Observe the plans in Figure 6 (no index in place). The plans scan the table once and use a hash aggregate for the majority of the aggregate work (only aggregate operator in the low-density case, and local aggregate operator in the high-density case). A hash aggregate doesn’t involve sorting and is more efficient than a stream aggregate when dealing with a large number of rows. In the high-density case a sort and stream aggregate are used only to process the global aggregate, which involves a small number of rows to process and is therefore inexpensive. Note that in both plans in Figure 6 the bulk of the cost is associated with the single scan of the data.

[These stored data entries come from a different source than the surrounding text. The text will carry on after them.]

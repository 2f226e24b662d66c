//! Data models for the store locator
//!
//! This module contains the catalog records organized by concern:
//! - Classification: district groupings that centre the map
//! - Store: rental locations, their details and images
//! - Rent: the rental form shown for a scanned umbrella

pub mod classification;
pub mod rent;
pub mod store;

// Re-export all public types for convenient access
pub use classification::{Classification, ClassificationId};
pub use rent::{RentFormData, UmbrellaId};
pub use store::{Store, StoreDetail, StoreId, StoreImage};
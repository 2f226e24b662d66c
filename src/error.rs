//! Error types and handling for the locator

use thiserror::Error;

/// Main error type for the locator library
#[derive(Error, Debug)]
pub enum LocatorError {
    /// Configuration-related errors
    #[error("Configuration error: {message}")]
    Config { message: String },

    /// Input validation errors
    #[error("Invalid input: {message}")]
    Validation { message: String },

    /// Store catalog (file or backend) errors
    #[error("Catalog error: {message}")]
    Catalog { message: String },

    /// Requested entity does not exist
    #[error("Not found: {message}")]
    NotFound { message: String },

    /// Cache operation errors
    #[error("Cache error: {message}")]
    Cache { message: String },

    /// I/O operation errors
    #[error("I/O error: {source}")]
    Io {
        #[from]
        source: std::io::Error,
    },
}

impl LocatorError {
    /// Create a new configuration error
    pub fn config<S: Into<String>>(message: S) -> Self {
        Self::Config {
            message: message.into(),
        }
    }

    /// Create a new validation error
    pub fn validation<S: Into<String>>(message: S) -> Self {
        Self::Validation {
            message: message.into(),
        }
    }

    /// Create a new catalog error
    pub fn catalog<S: Into<String>>(message: S) -> Self {
        Self::Catalog {
            message: message.into(),
        }
    }

    /// Create a new not-found error
    pub fn not_found<S: Into<String>>(message: S) -> Self {
        Self::NotFound {
            message: message.into(),
        }
    }

    /// Create a new cache error
    pub fn cache<S: Into<String>>(message: S) -> Self {
        Self::Cache {
            message: message.into(),
        }
    }

    /// Short machine-readable code used in API error bodies
    #[must_use]
    pub fn code(&self) -> &'static str {
        match self {
            LocatorError::Config { .. } => "config_error",
            LocatorError::Validation { .. } => "validation_error",
            LocatorError::Catalog { .. } => "catalog_error",
            LocatorError::NotFound { .. } => "not_found",
            LocatorError::Cache { .. } => "cache_error",
            LocatorError::Io { .. } => "io_error",
        }
    }

    /// Get a user-friendly error message
    #[must_use]
    pub fn user_message(&self) -> String {
        match self {
            LocatorError::Config { .. } => {
                "Configuration error. Please check your config file.".to_string()
            }
            LocatorError::Validation { message } => format!("Invalid input: {message}"),
            LocatorError::Catalog { .. } => {
                "Unable to load rental stores right now. Please try again later.".to_string()
            }
            LocatorError::NotFound { message } => format!("Not found: {message}"),
            LocatorError::Cache { .. } => {
                "Cache operation failed. You may need to clear your cache.".to_string()
            }
            LocatorError::Io { .. } => {
                "File operation failed. Please check file permissions.".to_string()
            }
        }
    }
}
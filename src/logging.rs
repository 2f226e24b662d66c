//! Tracing subscriber setup

use anyhow::{Result, anyhow};
use tracing_subscriber::EnvFilter;

use crate::config::LoggingConfig;

/// Install the global subscriber. `RUST_LOG` wins over the configured level.
pub fn init(config: &LoggingConfig) -> Result<()> {
    let filter = EnvFilter::try_from_default_env()
        .or_else(|_| EnvFilter::try_new(&config.level))?;

    let builder = tracing_subscriber::fmt()
        .with_env_filter(filter)
        .with_target(false);

    match config.format.as_str() {
        "json" => builder.json().try_init(),
        _ => builder.pretty().try_init(),
    }
    .map_err(|e| anyhow!("Failed to install tracing subscriber: {e}"))
}
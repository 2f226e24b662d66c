//! Disk-backed TTL cache
//!
//! Values are postcard-encoded next to their expiry time and kept in a fjall
//! keyspace. Database calls run on the blocking pool.

use std::fmt::Debug;
use std::path::Path;
use std::time::{Duration, SystemTime, UNIX_EPOCH};

use anyhow::{Context, Result};
use fjall::Keyspace;
use serde::de::DeserializeOwned;
use serde::{Deserialize, Serialize};
use tokio::task;
use tracing::{debug, instrument, warn};

#[derive(Serialize, Deserialize)]
struct Entry<T> {
    value: T,
    expires_at: u64,
}

fn unix_now() -> Result<u64> {
    Ok(SystemTime::now().duration_since(UNIX_EPOCH)?.as_secs())
}

/// Key/value cache where every entry carries its own expiry
#[derive(Clone)]
pub struct PersistentCache {
    keyspace: Keyspace,
}

impl PersistentCache {
    /// Open the cache database at `path`, creating it when missing
    pub fn open(path: impl AsRef<Path>) -> Result<Self> {
        let path = path.as_ref();
        let db = fjall::Database::builder(path)
            .open()
            .with_context(|| format!("Failed to open cache database at {}", path.display()))?;
        let keyspace = db.keyspace("cache", fjall::KeyspaceCreateOptions::default)?;
        Ok(Self { keyspace })
    }

    #[instrument(name = "cache_put", level = "debug", skip(self, value))]
    pub async fn put<T: Serialize + Send + Debug + 'static>(
        &self,
        key: &str,
        value: T,
        ttl: Duration,
    ) -> Result<()> {
        let expires_at = unix_now()?.saturating_add(ttl.as_secs());
        let bytes = postcard::to_stdvec(&Entry { value, expires_at })?;

        let keyspace = self.keyspace.clone();
        let key = key.as_bytes().to_vec();
        task::spawn_blocking(move || keyspace.insert(key, bytes)).await??;
        Ok(())
    }

    /// Fresh value for `key`. Expired or undecodable entries are deleted and
    /// reported as a miss.
    #[instrument(name = "cache_get", level = "debug", skip(self))]
    pub async fn get<T: DeserializeOwned + Send + 'static>(&self, key: &str) -> Result<Option<T>> {
        let keyspace = self.keyspace.clone();
        let raw_key = key.as_bytes().to_vec();
        let stored = task::spawn_blocking(move || {
            keyspace.get(raw_key).map(|found| found.map(|bytes| bytes.to_vec()))
        })
        .await??;

        let Some(bytes) = stored else {
            return Ok(None);
        };

        match postcard::from_bytes::<Entry<T>>(&bytes) {
            Ok(entry) if unix_now()? < entry.expires_at => Ok(Some(entry.value)),
            Ok(_) => {
                debug!("Dropping expired entry");
                self.remove(key).await?;
                Ok(None)
            }
            Err(e) => {
                warn!("Dropping undecodable entry: {}", e);
                self.remove(key).await?;
                Ok(None)
            }
        }
    }

    pub async fn remove(&self, key: &str) -> Result<()> {
        let keyspace = self.keyspace.clone();
        let key = key.as_bytes().to_vec();
        task::spawn_blocking(move || keyspace.remove(key)).await??;
        Ok(())
    }
}
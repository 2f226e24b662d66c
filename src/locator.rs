//! Locator view state
//!
//! Every change the map screen reacts to (classifications arriving, the user
//! switching district, a store list arriving, the position resolving, a
//! marker click) is an event. Applying an event to a snapshot yields the next
//! snapshot; snapshots are never modified in place.

use tracing::{debug, warn};

use crate::geo::GeoPoint;
use crate::models::{Classification, ClassificationId, Store, StoreId};
use crate::selector::{RandomSource, select_default_store};

/// How the current store came to be selected
#[derive(Debug, Clone, Copy, PartialEq, Eq)]
pub enum SelectionOrigin {
    /// Chosen by the nearest/random rule
    Default,
    /// Clicked by the user
    User,
}

#[derive(Debug, Clone, Copy, PartialEq, Eq)]
pub struct Selection {
    pub store_id: StoreId,
    pub origin: SelectionOrigin,
}

/// Stores of one classification
#[derive(Debug, Clone, PartialEq)]
pub struct StoreList {
    pub classification_id: ClassificationId,
    pub stores: Vec<Store>,
}

/// Inputs that drive the locator
#[derive(Debug, Clone, PartialEq)]
pub enum LocatorEvent {
    ClassificationsLoaded(Vec<Classification>),
    ClassificationSelected(ClassificationId),
    StoresLoaded {
        classification_id: ClassificationId,
        stores: Vec<Store>,
    },
    PositionResolved(Option<GeoPoint>),
    StoreClicked(StoreId),
    BottomSheetClosed,
}

/// Immutable snapshot of the locator screen
#[derive(Debug, Clone, Default, PartialEq)]
pub struct LocatorState {
    classifications: Vec<Classification>,
    selected_classification: Option<ClassificationId>,
    store_list: Option<StoreList>,
    position: Option<GeoPoint>,
    selection: Option<Selection>,
    bottom_sheet_open: bool,
    map_center: Option<GeoPoint>,
}

impl LocatorState {
    #[must_use]
    pub fn new() -> Self {
        Self::default()
    }

    #[must_use]
    pub fn classifications(&self) -> &[Classification] {
        &self.classifications
    }

    #[must_use]
    pub fn selected_classification(&self) -> Option<&Classification> {
        let id = self.selected_classification?;
        self.classifications.iter().find(|c| c.id == id)
    }

    /// Stores of the selected classification, empty until they arrive
    #[must_use]
    pub fn stores(&self) -> &[Store] {
        self.store_list
            .as_ref()
            .map_or(&[][..], |list| list.stores.as_slice())
    }

    #[must_use]
    pub fn has_stores(&self) -> bool {
        self.store_list.is_some()
    }

    #[must_use]
    pub fn position(&self) -> Option<GeoPoint> {
        self.position
    }

    #[must_use]
    pub fn selection(&self) -> Option<Selection> {
        self.selection
    }

    #[must_use]
    pub fn selected_store_id(&self) -> Option<StoreId> {
        self.selection.map(|s| s.store_id)
    }

    #[must_use]
    pub fn selected_store(&self) -> Option<&Store> {
        let id = self.selected_store_id()?;
        self.stores().iter().find(|s| s.id == id)
    }

    #[must_use]
    pub fn bottom_sheet_open(&self) -> bool {
        self.bottom_sheet_open
    }

    #[must_use]
    pub fn map_center(&self) -> Option<GeoPoint> {
        self.map_center
    }

    /// Produce the snapshot that follows `event`
    #[must_use]
    pub fn apply<R: RandomSource + ?Sized>(&self, event: LocatorEvent, rng: &mut R) -> Self {
        let mut next = self.clone();

        match event {
            LocatorEvent::ClassificationsLoaded(classifications) => {
                next.classifications = classifications;
                let still_known = next
                    .selected_classification
                    .is_some_and(|id| next.classifications.iter().any(|c| c.id == id));
                if !still_known {
                    next.selected_classification = next.classifications.first().map(|c| c.id);
                    next.store_list = None;
                    next.selection = None;
                    next.bottom_sheet_open = false;
                }
                next.recenter();
            }
            LocatorEvent::ClassificationSelected(id) => {
                if self.selected_classification == Some(id) {
                    return next;
                }
                if !self.classifications.iter().any(|c| c.id == id) {
                    warn!("Ignoring selection of unknown classification {}", id);
                    return next;
                }
                next.selected_classification = Some(id);
                next.store_list = None;
                next.selection = None;
                next.bottom_sheet_open = false;
                next.recenter();
            }
            LocatorEvent::StoresLoaded {
                classification_id,
                stores,
            } => {
                if self.selected_classification != Some(classification_id) {
                    debug!(
                        "Discarding store list for classification {}, {:?} is selected",
                        classification_id, self.selected_classification
                    );
                    return next;
                }
                if self.store_list.as_ref().is_some_and(|list| {
                    list.classification_id == classification_id && list.stores == stores
                }) {
                    debug!("Store list for classification {} unchanged", classification_id);
                    return next;
                }
                next.store_list = Some(StoreList {
                    classification_id,
                    stores,
                });
                next.reselect_default(rng);
            }
            LocatorEvent::PositionResolved(position) => {
                if self.position == position {
                    return next;
                }
                next.position = position;
                if next.store_list.is_some() {
                    next.reselect_default(rng);
                }
            }
            LocatorEvent::StoreClicked(store_id) => {
                if !self.stores().iter().any(|s| s.id == store_id) {
                    warn!("Ignoring click on store {} outside the current list", store_id);
                    return next;
                }
                next.selection = Some(Selection {
                    store_id,
                    origin: SelectionOrigin::User,
                });
                next.bottom_sheet_open = true;
            }
            LocatorEvent::BottomSheetClosed => {
                next.bottom_sheet_open = false;
            }
        }

        next
    }

    /// Apply events in order
    #[must_use]
    pub fn apply_all<R, I>(&self, events: I, rng: &mut R) -> Self
    where
        R: RandomSource + ?Sized,
        I: IntoIterator<Item = LocatorEvent>,
    {
        events
            .into_iter()
            .fold(self.clone(), |state, event| state.apply(event, rng))
    }

    fn reselect_default<R: RandomSource + ?Sized>(&mut self, rng: &mut R) {
        self.selection = select_default_store(self.position, self.stores(), rng).map(|store_id| {
            Selection {
                store_id,
                origin: SelectionOrigin::Default,
            }
        });
    }

    fn recenter(&mut self) {
        if let Some(center) = self.selected_classification().and_then(Classification::center) {
            self.map_center = Some(center);
        }
    }
}
use std::path::PathBuf;
use std::sync::Arc;

use anyhow::{Context, Result};
use tracing::info;

use upbrella_locator::api::AppState;
use upbrella_locator::cache::PersistentCache;
use upbrella_locator::config::{CatalogSource, LocatorConfig};
use upbrella_locator::{CachedCatalog, FileCatalog, RemoteCatalog, StoreCatalog, logging, web};

#[tokio::main]
async fn main() -> Result<()> {
    // An explicit config path may be passed as the only argument
    let config = match std::env::args_os().nth(1) {
        Some(path) => LocatorConfig::load_from_path(Some(PathBuf::from(path)))?,
        None => LocatorConfig::load()?,
    };

    logging::init(&config.logging)?;
    info!("Starting upbrella-locator {}", upbrella_locator::VERSION);

    let catalog = build_catalog(&config).await?;
    let state = AppState::new(catalog, config.position.timeout())
        .with_default_position(config.position.default_position()?);

    web::run(&config.server, state).await
}

async fn build_catalog(config: &LocatorConfig) -> Result<Arc<dyn StoreCatalog>> {
    let catalog: Arc<dyn StoreCatalog> = match config.catalog.source {
        CatalogSource::File => {
            let catalog = FileCatalog::load(&config.catalog.file_path)
                .await
                .with_context(|| {
                    format!("Failed to load catalog from {}", config.catalog.file_path)
                })?;
            Arc::new(catalog)
        }
        CatalogSource::Remote => {
            info!("Using store backend at {}", config.catalog.base_url);
            Arc::new(RemoteCatalog::new(&config.catalog)?)
        }
    };

    if !config.cache.enabled {
        return Ok(catalog);
    }

    let cache = PersistentCache::open(&config.cache.location)
        .with_context(|| format!("Failed to open cache at {}", config.cache.location))?;
    info!(
        "Caching catalog responses in {} for {} minutes",
        config.cache.location, config.cache.ttl_minutes
    );
    let cached = CachedCatalog::new(catalog, cache, config.cache.ttl()).await?;
    Ok(Arc::new(cached))
}
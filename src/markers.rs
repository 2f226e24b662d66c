//! Map markers derived from a locator snapshot
//!
//! The map keeps its markers between snapshots. [`reconcile`] tells it which
//! ones to drop, create or restyle so that unchanged markers are left alone.

use std::collections::HashMap;

use serde::Serialize;

use crate::geo::GeoPoint;
use crate::locator::LocatorState;
use crate::models::{Store, StoreId};

#[derive(Debug, Clone, PartialEq, Serialize)]
#[serde(rename_all = "camelCase")]
pub struct Marker {
    pub store_id: StoreId,
    pub position: GeoPoint,
    pub label: String,
    pub rentable_umbrellas_count: u32,
    /// Drawn highlighted; true for the selected store only
    pub focused: bool,
}

impl Marker {
    #[must_use]
    pub fn for_store(store: &Store, focused: bool) -> Self {
        Self {
            store_id: store.id,
            position: store.position(),
            label: store.name.clone(),
            rentable_umbrellas_count: store.rentable_umbrellas_count,
            focused,
        }
    }
}

/// Changes needed to turn one marker set into another
#[derive(Debug, Clone, Default, PartialEq, Serialize)]
#[serde(rename_all = "camelCase")]
pub struct MarkerDiff {
    pub removed: Vec<StoreId>,
    pub added: Vec<Marker>,
    pub updated: Vec<Marker>,
}

impl MarkerDiff {
    #[must_use]
    pub fn is_empty(&self) -> bool {
        self.removed.is_empty() && self.added.is_empty() && self.updated.is_empty()
    }

    /// Apply the diff to `markers`.
    ///
    /// Yields the same set of markers as the `next` list the diff was computed
    /// from, but not its order: kept markers stay where they were and added
    /// ones go to the end. Map markers have no order, so callers that need
    /// list order rebuild it with [`build_markers`].
    #[must_use]
    pub fn apply_to(&self, markers: &[Marker]) -> Vec<Marker> {
        let updated: HashMap<StoreId, &Marker> =
            self.updated.iter().map(|m| (m.store_id, m)).collect();

        markers
            .iter()
            .filter(|m| !self.removed.contains(&m.store_id))
            .map(|m| updated.get(&m.store_id).map_or_else(|| m.clone(), |u| (*u).clone()))
            .chain(self.added.iter().cloned())
            .collect()
    }
}

/// Build markers for `stores`, focusing `selected`
#[must_use]
pub fn build_markers(stores: &[Store], selected: Option<StoreId>) -> Vec<Marker> {
    stores
        .iter()
        .map(|store| Marker::for_store(store, selected == Some(store.id)))
        .collect()
}

/// One marker per store of the snapshot
#[must_use]
pub fn markers_for(state: &LocatorState) -> Vec<Marker> {
    build_markers(state.stores(), state.selected_store_id())
}

/// Compute the minimal set of marker changes from `previous` to `next`
#[must_use]
pub fn reconcile(previous: &[Marker], next: &[Marker]) -> MarkerDiff {
    let before: HashMap<StoreId, &Marker> = previous.iter().map(|m| (m.store_id, m)).collect();
    let after: HashMap<StoreId, &Marker> = next.iter().map(|m| (m.store_id, m)).collect();

    let removed = previous
        .iter()
        .filter(|m| !after.contains_key(&m.store_id))
        .map(|m| m.store_id)
        .collect();

    let mut added = Vec::new();
    let mut updated = Vec::new();
    for marker in next {
        match before.get(&marker.store_id) {
            None => added.push(marker.clone()),
            Some(old) if *old != marker => updated.push(marker.clone()),
            Some(_) => {}
        }
    }

    MarkerDiff {
        removed,
        added,
        updated,
    }
}

#[cfg(test)]
mod tests {
    use super::*;
    use crate::locator::LocatorEvent;
    use crate::models::Classification;
    use crate::selector::SequenceRandom;

    fn stores() -> Vec<Store> {
        vec![
            Store::new(10, "Sinchon Station", 37.5551, 126.9368).with_umbrellas(3),
            Store::new(11, "Yonsei Gate", 37.5597, 126.9386).with_umbrellas(1),
            Store::new(12, "Ewha Gate", 37.5610, 126.9460),
        ]
    }

    #[test]
    fn test_markers_follow_snapshot() {
        let mut rng = SequenceRandom::new(vec![1]);
        let state = LocatorState::new().apply_all(
            [
                LocatorEvent::ClassificationsLoaded(vec![Classification::new(
                    1, "Sinchon", 37.5559, 126.9368,
                )]),
                LocatorEvent::StoresLoaded {
                    classification_id: 1,
                    stores: stores(),
                },
            ],
            &mut rng,
        );

        let markers = markers_for(&state);
        assert_eq!(markers.len(), 3);
        let focused: Vec<StoreId> = markers.iter().filter(|m| m.focused).map(|m| m.store_id).collect();
        assert_eq!(focused, vec![11]);
        assert_eq!(markers[0].label, "Sinchon Station");
        assert_eq!(markers[0].rentable_umbrellas_count, 3);
    }

    #[test]
    fn test_empty_state_has_no_markers() {
        assert!(markers_for(&LocatorState::new()).is_empty());
    }

    #[test]
    fn test_identical_sets_produce_empty_diff() {
        let markers = build_markers(&stores(), Some(10));
        assert!(reconcile(&markers, &markers).is_empty());
    }

    #[test]
    fn test_focus_change_only_updates_two_markers() {
        let before = build_markers(&stores(), Some(10));
        let after = build_markers(&stores(), Some(12));

        let diff = reconcile(&before, &after);
        assert!(diff.removed.is_empty());
        assert!(diff.added.is_empty());
        let ids: Vec<StoreId> = diff.updated.iter().map(|m| m.store_id).collect();
        assert_eq!(ids, vec![10, 12]);
        assert!(!diff.updated[0].focused);
        assert!(diff.updated[1].focused);
    }

    #[test]
    fn test_list_replacement() {
        let before = build_markers(&stores(), None);
        let mut next_stores = stores();
        next_stores.remove(0);
        next_stores[0].rentable_umbrellas_count = 5;
        next_stores.push(Store::new(13, "Sinchon Market", 37.5570, 126.9400));
        let after = build_markers(&next_stores, None);

        let diff = reconcile(&before, &after);
        assert_eq!(diff.removed, vec![10]);
        assert_eq!(diff.added.iter().map(|m| m.store_id).collect::<Vec<_>>(), vec![13]);
        assert_eq!(diff.updated.iter().map(|m| m.store_id).collect::<Vec<_>>(), vec![11]);
        assert_eq!(diff.updated[0].rentable_umbrellas_count, 5);

        assert_eq!(diff.apply_to(&before), after);
    }

    #[test]
    fn test_mid_list_insertion_keeps_set_not_order() {
        let before = build_markers(&stores(), None);
        let mut next_stores = stores();
        next_stores.insert(1, Store::new(13, "Sinchon Market", 37.5570, 126.9400));
        let after = build_markers(&next_stores, None);

        let diff = reconcile(&before, &after);
        assert_eq!(diff.added.iter().map(|m| m.store_id).collect::<Vec<_>>(), vec![13]);

        let applied = diff.apply_to(&before);
        let ids: Vec<StoreId> = applied.iter().map(|m| m.store_id).collect();
        assert_eq!(ids, vec![10, 11, 12, 13]);

        let mut sorted = applied;
        sorted.sort_by_key(|m| m.store_id);
        let mut expected = after;
        expected.sort_by_key(|m| m.store_id);
        assert_eq!(sorted, expected);
    }

    #[test]
    fn test_clearing_removes_everything() {
        let before = build_markers(&stores(), Some(11));
        let diff = reconcile(&before, &[]);
        assert_eq!(diff.removed, vec![10, 11, 12]);
        assert!(diff.apply_to(&before).is_empty());
    }

    #[test]
    fn test_diff_serializes_camel_case() {
        let diff = reconcile(&[], &build_markers(&stores()[..1], Some(10)));
        let json = serde_json::to_value(&diff).unwrap();
        assert_eq!(json["added"][0]["storeId"], 10);
        assert_eq!(json["added"][0]["rentableUmbrellasCount"], 3);
        assert_eq!(json["added"][0]["position"]["lat"], 37.5551);
        assert_eq!(json["added"][0]["focused"], true);
    }
}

You can find benchmark results for my three solutions in Figure 7 (duration), Figure 8 (CPU), and Figure 9 (logical reads). Examine the duration and CPU statistics in Figure 7 and Figure 8. Note that when an index exists, the ROW_NUMBER solution is the most efficient in the low-density case and the APPLY solution is the most efficient in the high-density case. Without an index, the aggregate concatenation solution works best in all densities. In Figure 9 you can see how inefficient the APPLY solution is in terms of I/O, in all cases but one—high density with an index available. (In the low-density without index scenario, the bar for APPLY actually extends about seven times beyond the ceiling of the figure, but I wanted to use a scale that reasonably compared the other bars.)
Comparing these solutions demonstrates the importance of writing multiple solutions for a given task and carefully analyzing their characteristics. You must understand the strengths and weaknesses of each solution, as well as the circumstances in which each solution excels.